Discusser: Xiaofei Huang, Hydranautics – A Nitto Group Company, Oceanside, CA
M7: Wastewater 1 – No Wasting of Wastewater: Reuse, Recovery, Reversals and Cost – it’s all here
IWC Rep: Michael J. Soller, P.E., CPC, Bowen Engineering, Indianapolis, IN
Session Chair: Russell Huffmyer, V-Systems, Pittsburgh, PA
Discussion Leader: Mark Owens, P.E., UCC Environmental, Waukegan, IL
Time: 1:15 – 5:00 PM
Wastewater comes from many sources, yet cleaning and recovery is a smart business decision. These papers address Beverage Recovery and Reuse, Recirculating expandable granular bioclarifiers, Electrodialysis reversal, and Sour Water recovery from Oil operations. The variety of papers highlight critical industries using solutions that address hard to treat waters with positive outcomes.
IWC 23-21: Advance Recovery and Reuse of Beverage Facility Wastewater
Brian Arntsen, Veolia WTS, Oakville, ON Canada; Michele Migliavacca, Veolia WTS, Tomball, TX; Craig Duvall, Veolia WTS, Oakville, ON, Canada
This paper will provide key design criteria for an advanced MBR-RO wastewater treatment system at a beverage facility that treats both dairy and non-dairy wastewater.

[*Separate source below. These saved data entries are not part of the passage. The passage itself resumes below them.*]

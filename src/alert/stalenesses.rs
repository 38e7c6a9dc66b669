/// Staleness detection for aggregated readings.
///
/// Barangay sensors report every few minutes under normal conditions. During
/// a typhoon, a silent sensor is dangerous: the dashboard keeps showing the
/// last level it saw. This module flags reports whose most recent usable
/// reading is too old.
///
/// # Clock injection
/// Every function takes `now: DateTime<Utc>` explicitly.

use chrono::{DateTime, Duration, Utc};

use crate::model::Statistics;

// ---------------------------------------------------------------------------
// Staleness check
// ---------------------------------------------------------------------------

/// Returns `true` if the latest reading in `stats` is older than `max_age`
/// relative to `now`.
///
/// Staleness is defined as strictly greater than the threshold:
///   age > max_age  →  stale
///   age == max_age →  not stale
///
/// Statistics without data are always stale.
///
/// # Typical thresholds
/// - Normal monitoring: 60 minutes
/// - Active typhoon signal: 15 minutes
pub fn is_stale_at(stats: &Statistics, max_age: Duration, now: DateTime<Utc>) -> bool {
    match stats.latest_at {
        Some(latest_at) => now - latest_at > max_age,
        None => true,
    }
}

/// Age of the latest reading, if any.
pub fn age_at(stats: &Statistics, now: DateTime<Utc>) -> Option<Duration> {
    stats.latest_at.map(|t| now - t)
}

// ---------------------------------------------------------------------------
// Tests
// ---------------------------------------------------------------------------
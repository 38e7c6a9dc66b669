/// Command-line entry point for the flood risk service.
///
/// Prints the same JSON the dashboard routes return, which makes it handy
/// for checking a sensor from a shell during an event.
///
/// Usage:
///   brgy-flood report   <source_id> <metric> [period]
///   brgy-flood series   <source_id> <metric> [period] [bucket_minutes]
///   brgy-flood overview <barangay> [period]
///   brgy-flood classify <metric> <value>

use chrono::Duration;
use std::error::Error;
use std::fmt;
use std::process::ExitCode;

use brgy_flood_service::analysis::window::WindowSpec;
use brgy_flood_service::barangays::{find_barangay, load_registry};
use brgy_flood_service::config::ServiceConfig;
use brgy_flood_service::ingest::database::PostgresStore;
use brgy_flood_service::ingest::http::HttpStore;
use brgy_flood_service::ingest::{ReadingStore, SeriesKey};
use brgy_flood_service::logging::{Component, Logger};
use brgy_flood_service::model::MetricKind;
use brgy_flood_service::service::{assess, FloodService, ServiceError};

const USAGE: &str = "usage:
  brgy-flood report   <source_id> <metric> [period]
  brgy-flood series   <source_id> <metric> [period] [bucket_minutes]
  brgy-flood overview <barangay> [period]
  brgy-flood classify <metric> <value>

metrics: water_level, rainfall, flow_velocity, temperature, risk_score
periods: 1h, 6h, 24h (default), 7d, 30d";

const DEFAULT_PERIOD: &str = "24h";
const DEFAULT_BUCKET_MINUTES: i64 = 60;

fn main() -> ExitCode {
    let args: Vec<String> = std::env::args().skip(1).collect();
    if args.is_empty() || args[0] == "-h" || args[0] == "--help" {
        println!("{}", USAGE);
        return ExitCode::SUCCESS;
    }

    match run(&args) {
        Ok(()) => ExitCode::SUCCESS,
        Err(e) => {
            eprintln!("error: {}", e);
            if e.is::<UsageError>() {
                return ExitCode::from(2);
            }
            match e.downcast_ref::<ServiceError>() {
                Some(service_err) if service_err.status_code() < 500 => ExitCode::from(2),
                _ => ExitCode::FAILURE,
            }
        }
    }
}

/// Bad command-line input: unknown subcommand, metric, number or barangay.
#[derive(Debug, Clone, PartialEq)]
struct UsageError(String);

impl fmt::Display for UsageError {
    fn fmt(&self, f: &mut fmt::Formatter<'_>) -> fmt::Result {
        write!(f, "{}", self.0)
    }
}

impl Error for UsageError {}

fn run(args: &[String]) -> Result<(), Box<dyn Error>> {
    // Classification needs only the threshold tables, never a store.
    if args[0] == "classify" {
        let [_, metric, value] = args else {
            return Err(UsageError(USAGE.to_string()).into());
        };
        let thresholds = ServiceConfig::thresholds_from_env()?;
        let assessment = assess(&thresholds, parse_metric(metric)?, parse_value(value)?)?;
        println!("{}", serde_json::to_string_pretty(&assessment)?);
        return Ok(());
    }

    let config = ServiceConfig::from_env()?;
    let logger = Logger::new(config.log_level, config.log_file.clone(), false).with_stderr_console();
    let thresholds = config.load_thresholds()?;
    logger.debug(Component::Config, None, "threshold tables loaded");

    if let Some(base) = config.api_base.as_deref() {
        logger.info(Component::Store, None, &format!("reading from REST backend {}", base));
        let store = HttpStore::new(base)?;
        let service = FloodService::new(store, thresholds, logger).with_stale_after(config.stale_after);
        dispatch(service, &config, args)
    } else {
        let url = config.database_url.as_deref().ok_or("DATABASE_URL must be set")?;
        let store = PostgresStore::connect(url)?;
        let service = FloodService::new(store, thresholds, logger).with_stale_after(config.stale_after);
        dispatch(service, &config, args)
    }
}

fn dispatch<S: ReadingStore>(
    mut service: FloodService<S>,
    config: &ServiceConfig,
    args: &[String],
) -> Result<(), Box<dyn Error>> {
    let arg = |i: usize| args.get(i).map(String::as_str);
    let period = |i: usize| WindowSpec::parse(arg(i).unwrap_or(DEFAULT_PERIOD)).map_err(ServiceError::from);

    let json = match (arg(0), arg(1), arg(2)) {
        (Some("report"), Some(source_id), Some(metric)) => {
            let key = SeriesKey::new(source_id, parse_metric(metric)?);
            let report = service.metric_report(&key, &period(3)?)?;
            serde_json::to_string_pretty(&report)?
        }
        (Some("series"), Some(source_id), Some(metric)) => {
            let key = SeriesKey::new(source_id, parse_metric(metric)?);
            let width = match arg(4) {
                Some(m) => parse_bucket_minutes(m)?,
                None => Duration::minutes(DEFAULT_BUCKET_MINUTES),
            };
            let buckets = service.chart_series_at(&key, &period(3)?, width, chrono::Utc::now())?;
            serde_json::to_string_pretty(&buckets)?
        }
        (Some("overview"), Some(name), _) => {
            let registry = load_registry(&config.barangays_path)?;
            let barangay = find_barangay(&registry, name).ok_or_else(|| {
                UsageError(format!("barangay '{}' is not in {}", name, config.barangays_path.display()))
            })?;
            let overview = service.barangay_overview_at(
                &barangay.name,
                &barangay.metrics,
                &period(2)?,
                chrono::Utc::now(),
            )?;
            serde_json::to_string_pretty(&overview)?
        }
        _ => return Err(UsageError(USAGE.to_string()).into()),
    };

    println!("{}", json);
    Ok(())
}

fn parse_metric(s: &str) -> Result<MetricKind, UsageError> {
    s.parse::<MetricKind>().map_err(UsageError)
}

fn parse_value(s: &str) -> Result<f64, UsageError> {
    s.parse::<f64>().map_err(|_| UsageError(format!("invalid value '{}'", s)))
}

/// Bucket width in whole minutes, within the range chrono can represent.
fn parse_bucket_minutes(s: &str) -> Result<Duration, UsageError> {
    s.parse::<i64>()
        .ok()
        .and_then(Duration::try_minutes)
        .ok_or_else(|| UsageError(format!("invalid bucket minutes '{}'", s)))
}
//! Theming for the link button.
//!
//! The control carries no styling of its own; it only plumbs class names
//! onto the elements it describes. Themes are plain YAML, with a built-in
//! default compiled into the binary so a host can mount the button without
//! shipping a theme file.

use std::path::Path;

use serde::{Deserialize, Serialize};

/// Built-in default theme, embedded at compile time.
pub const DEFAULT_THEME_YAML: &str = include_str!("../themes/default.yaml");

/// Styling class names for the button's three visual slots.
#[derive(Debug, Clone, PartialEq, Eq, Serialize, Deserialize)]
pub struct ButtonTheme {
    /// Base class applied to the button element in both modes.
    pub button: String,
    /// Appended after `button` while a link spans the selection.
    pub active: String,
    /// Class for the wrapper element that owns pointer-down suppression.
    pub button_wrapper: String,
}

impl Default for ButtonTheme {
    fn default() -> Self {
        Self {
            button: "linkbar-button".to_string(),
            active: "linkbar-button-active".to_string(),
            button_wrapper: "linkbar-button-wrapper".to_string(),
        }
    }
}

impl ButtonTheme {
    /// Parse a theme from YAML content.
    pub fn from_yaml(content: &str) -> Result<Self, String> {
        serde_yaml::from_str(content).map_err(|e| format!("Failed to parse theme YAML: {}", e))
    }

    /// Load a theme from a YAML file.
    pub fn from_file(path: &Path) -> Result<Self, String> {
        let content = std::fs::read_to_string(path)
            .map_err(|e| format!("Failed to read theme file {}: {}", path.display(), e))?;
        let theme = Self::from_yaml(&content)?;
        tracing::info!("Loaded button theme from {}", path.display());
        Ok(theme)
    }
}

#[cfg(test)]
mod tests {
    use super::*;

    #[test]
    fn test_embedded_default_matches_default_impl() {
        let embedded = ButtonTheme::from_yaml(DEFAULT_THEME_YAML).unwrap();
        assert_eq!(embedded, ButtonTheme::default());
    }

    #[test]
    fn test_from_yaml_reads_all_three_slots() {
        let theme = ButtonTheme::from_yaml(
            "button: btn\nactive: btn--on\nbutton_wrapper: btn-wrap\n",
        )
        .unwrap();
        assert_eq!(theme.button, "btn");
        assert_eq!(theme.active, "btn--on");
        assert_eq!(theme.button_wrapper, "btn-wrap");
    }

    #[test]
    fn test_invalid_yaml_reports_parse_error() {
        let err = ButtonTheme::from_yaml("button: [unclosed").unwrap_err();
        assert!(err.contains("Failed to parse theme YAML"), "got: {}", err);
    }

    #[test]
    fn test_missing_slot_is_an_error() {
        // All three slots are required; there is no partial theme.
        let err = ButtonTheme::from_yaml("button: btn\nactive: btn--on\n").unwrap_err();
        assert!(err.contains("Failed to parse theme YAML"), "got: {}", err);
    }
}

A breakdown of the last 4 years of MBR operational data will be presented, as well as key statistics on the water savings through reuse with Veolia ZeeWeed* MBR + Reclaim RO.
Discusser: David Donkin, UCC Environmental, Waukegan, IL
IWC 23-22: Recirculating Expandable Granular Bioclarifiers, Single Step Wastewater Treatment
Ronald Malone, Ph.D., P.E, and Rhine Perrin, P.E., Aquaculture Systems Technology, Baton Rouge, LA
Recirculating PolyGeysers® (RCPGs) utilize internal airlifts to reoxygenate wastewaters for multiple passes through a static floating granular plastic bead bed. Pneumatically washing harvests solids accumulations and excess biofilm. Backwash waters are internally recycled, and sludge accumulated for pneumatic discharge. Optimizing a fixed film bioreactor within a granular format allows units to simultaneously remove solids, oxidize BOD, and nitrify. Field data is presented for high concentration surcharge avoidance, lagoon polishing and upgrading of domestic effluents.

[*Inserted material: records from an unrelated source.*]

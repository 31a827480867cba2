//! Selection inspection against the host's entity model.

use crate::host::{EditorHost, LINK_ENTITY};

/// Whether a link entity spans the current selection.
///
/// A missing snapshot reads as "no link present" rather than an error, so
/// the button degrades to its creation behavior during initial mount.
/// Deterministic given the snapshot; no side effects beyond a trace line.
pub fn has_link_at_selection<H: EditorHost>(host: &H, snapshot: Option<&H::Snapshot>) -> bool {
    let has_link = match snapshot {
        Some(snapshot) => host.has_entity(snapshot, LINK_ENTITY),
        None => false,
    };
    tracing::trace!(has_link, "inspected selection for link entity");
    has_link
}
//! Linkbar - link toggle button for rich-text editor toolbars
//!
//! This crate provides a single toolbar control: a button that inserts a
//! hyperlink around the current selection, or removes an existing one,
//! depending on what the selection holds. The host editor engine and the
//! link-creation overlay form stay behind narrow boundaries; the control
//! only classifies the selection, picks a mode, and hands off.

pub mod button;
pub mod config;
pub mod event;
pub mod host;
pub mod inspect;
pub mod mode;
pub mod overlay;
pub mod theme;

// Re-export commonly used types
pub use button::{ButtonView, LinkButton, LINK_ICON};
pub use config::LinkButtonConfig;
pub use event::PointerEvent;
pub use host::{EditorHost, LINK_ENTITY};
pub use mode::{select_mode, ButtonMode};
pub use overlay::{request_create_overlay, OverlayRequest, UrlValidator};
pub use theme::ButtonTheme;
//! Button configuration handed in by the host toolbar.
//!
//! An explicit struct with enumerated optional fields rather than a loose
//! options bag: `theme` is the only required piece, and the optional
//! fields are forwarded to the link-creation overlay unchanged.

use std::fmt;

use crate::overlay::UrlValidator;
use crate::theme::ButtonTheme;

/// Configuration for a [`LinkButton`](crate::button::LinkButton).
#[derive(Clone, Default)]
pub struct LinkButtonConfig {
    /// Class names for the button's visual slots.
    pub theme: ButtonTheme,
    /// Hint text for the overlay's URL input. Defaults to `None`, letting
    /// the overlay apply its own hint.
    pub placeholder: Option<String>,
    /// URL predicate for the overlay form. Defaults to `None`, letting the
    /// overlay apply its own default validation.
    pub validate_url: Option<UrlValidator>,
}

impl LinkButtonConfig {
    /// Create a configuration with the given theme and no optional fields.
    pub fn new(theme: ButtonTheme) -> Self {
        Self {
            theme,
            placeholder: None,
            validate_url: None,
        }
    }

    /// Set the overlay placeholder text (builder pattern)
    pub fn with_placeholder(mut self, placeholder: impl Into<String>) -> Self {
        self.placeholder = Some(placeholder.into());
        self
    }

    /// Set the overlay URL validator (builder pattern)
    pub fn with_url_validator(mut self, validate_url: UrlValidator) -> Self {
        self.validate_url = Some(validate_url);
        self
    }
}

impl fmt::Debug for LinkButtonConfig {
    fn fmt(&self, f: &mut fmt::Formatter<'_>) -> fmt::Result {
        f.debug_struct("LinkButtonConfig")
            .field("theme", &self.theme)
            .field("placeholder", &self.placeholder)
            .field("validate_url", &self.validate_url.as_ref().map(|_| "<fn>"))
            .finish()
    }
}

Discusser: David Krasiewich, Parkson Corporation, Ft. Lauderdale, FL
IWC 23-23: Incorporating Electrodialysis Reversal in the Treatment of Industrial Wastewater
Mavis Wong, Ph.D., P.E., Sunil Mehta, and Chad Unrau, Magna Imperio (MI) Systems Corp., Houston, TX
The latest innovations in spacer and system design have allowed electrodialysis reversal (EDR) to become a competitive technology in the treatment of brackish water. MI Systems deployed a full-scale two-stage EDR system to treat industrial wastewater for use in a wine packaging facility in California. The system was able to meet all effluent targets, reducing the TDS from 1200 to < 500 ppm at 95% recovery and < 0.25 kWh/m3.

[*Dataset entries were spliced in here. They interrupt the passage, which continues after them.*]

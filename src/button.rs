//! The always-visible toolbar button.
//!
//! On every render the button re-derives its mode from a fresh snapshot:
//! there is deliberately no cached "am I active" flag, so the view cannot
//! drift from selection changes the control never sees. A click either
//! removes the link at the selection or hands the link-creation overlay to
//! the toolbar's override slot.

use anyhow::Result;

use crate::config::LinkButtonConfig;
use crate::event::PointerEvent;
use crate::host::EditorHost;
use crate::inspect::has_link_at_selection;
use crate::mode::{select_mode, ButtonMode};
use crate::overlay::{request_create_overlay, OverlayRequest};

/// A single `<path>` element of an icon.
#[derive(Debug, Clone, Copy, PartialEq, Eq)]
pub struct SvgPath {
    /// Path data.
    pub d: &'static str,
    /// Explicit fill, `None` to inherit the button's color.
    pub fill: Option<&'static str>,
}

/// A fixed-size vector icon the host draws inside the button.
#[derive(Debug, Clone, Copy, PartialEq, Eq)]
pub struct SvgIcon {
    pub width: u32,
    pub height: u32,
    pub view_box: &'static str,
    pub paths: &'static [SvgPath],
}

/// The 24x24 chain-link glyph.
pub const LINK_ICON: SvgIcon = SvgIcon {
    width: 24,
    height: 24,
    view_box: "0 0 24 24",
    paths: &[
        SvgPath {
            d: "M0 0h24v24H0z",
            fill: Some("none"),
        },
        SvgPath {
            d: "M3.9 12c0-1.71 1.39-3.1 3.1-3.1h4V7H7c-2.76 0-5 2.24-5 5s2.24 5 5 5h4v-1.9H7c-1.71 0-3.1-1.39-3.1-3.1zM8 13h8v-2H8v2zm9-6h-4v1.9h4c1.71 0 3.1 1.39 3.1 3.1s-1.39 3.1-3.1 3.1h-4V17h4c2.76 0 5-2.24 5-5s-2.24-5-5-5z",
            fill: None,
        },
    ],
};

/// Per-render view-model for the button.
#[derive(Debug, Clone)]
pub struct ButtonView {
    /// Class for the wrapper element.
    pub wrapper_class: String,
    /// Space-joined classes for the button element: the base class, plus
    /// the active class while a link spans the selection.
    pub class_name: String,
    /// Icon to draw inside the button.
    pub icon: &'static SvgIcon,
    /// Mode a click will act in, given the same snapshot.
    pub mode: ButtonMode,
}

/// The link toggle button control.
///
/// Holds configuration only; all per-render and per-click state is derived
/// from the host's current snapshot at the moment of the call.
#[derive(Debug, Clone)]
pub struct LinkButton {
    config: LinkButtonConfig,
}

impl LinkButton {
    pub fn new(config: LinkButtonConfig) -> Self {
        Self { config }
    }

    pub fn config(&self) -> &LinkButtonConfig {
        &self.config
    }

    /// Compute the view for the current render pass.
    pub fn view<H: EditorHost>(&self, host: &H) -> ButtonView {
        let mode = {
            let snapshot = host.editor_state();
            select_mode(has_link_at_selection(host, snapshot.as_ref()))
        };

        let theme = &self.config.theme;
        let class_name = match mode {
            ButtonMode::Removing => format!("{} {}", theme.button, theme.active),
            ButtonMode::Creating => theme.button.clone(),
        };

        ButtonView {
            wrapper_class: theme.button_wrapper.clone(),
            class_name,
            icon: &LINK_ICON,
            mode,
        }
    }

    /// Wrapper pointer-down handler.
    ///
    /// Always cancels the default focus shift, in both modes, so the
    /// editor's selection survives until the click lands.
    pub fn on_pointer_down(&self, event: &mut PointerEvent) {
        event.prevent_default();
    }

    /// Click entry point: classify the selection and either remove the
    /// existing link or hand the creation overlay to the toolbar.
    ///
    /// Suppression comes first in both modes; the overlay needs the
    /// selection the click would otherwise destroy. Host callback failures
    /// propagate unmodified.
    pub fn on_click<H, F>(
        &self,
        host: &mut H,
        on_override_content: F,
        event: &mut PointerEvent,
    ) -> Result<()>
    where
        H: EditorHost,
        F: FnOnce(OverlayRequest) -> Result<()>,
    {
        event.prevent_default();
        event.stop_propagation();

        let mode = {
            let snapshot = host.editor_state();
            select_mode(has_link_at_selection(host, snapshot.as_ref()))
        };

        match mode {
            ButtonMode::Removing => {
                tracing::debug!("removing link at selection");
                host.remove_link_at_selection()
            }
            ButtonMode::Creating => {
                tracing::debug!("opening link-creation overlay");
                request_create_overlay(
                    OverlayRequest {
                        placeholder: self.config.placeholder.clone(),
                        theme: self.config.theme.clone(),
                        validate_url: self.config.validate_url.clone(),
                    },
                    on_override_content,
                )
            }
        }
    }
}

Discusser: Evan Claytor, Veolia WTS, Midlothian, VA
IWC 23-24: Oil Refinery Sour Water – Temporary Treatment System Implementation
Carl Finlay, P.Eng., WSP, Vancouver, BC Canada
A local oil refinery reached out to WSP for assistance in assessing options to treat stored refinery sour water using a temporary treatment system based on rental equipment. The refinery had experienced problems with their regular sour water treatment unit resulting in a stockpile of stored sour water in crude oil and product tanks. Sour water contains high concentrations of ammonia and hydrogen sulphide. The objective was to rapidly implement a treatment system which would be capable of treating the stockpiled water to a suitable quality to go as feed to the refinery wastewater treatment plant or to offsite third party disposal, thus returning the crude and product tanks to their regular service as quickly as possible.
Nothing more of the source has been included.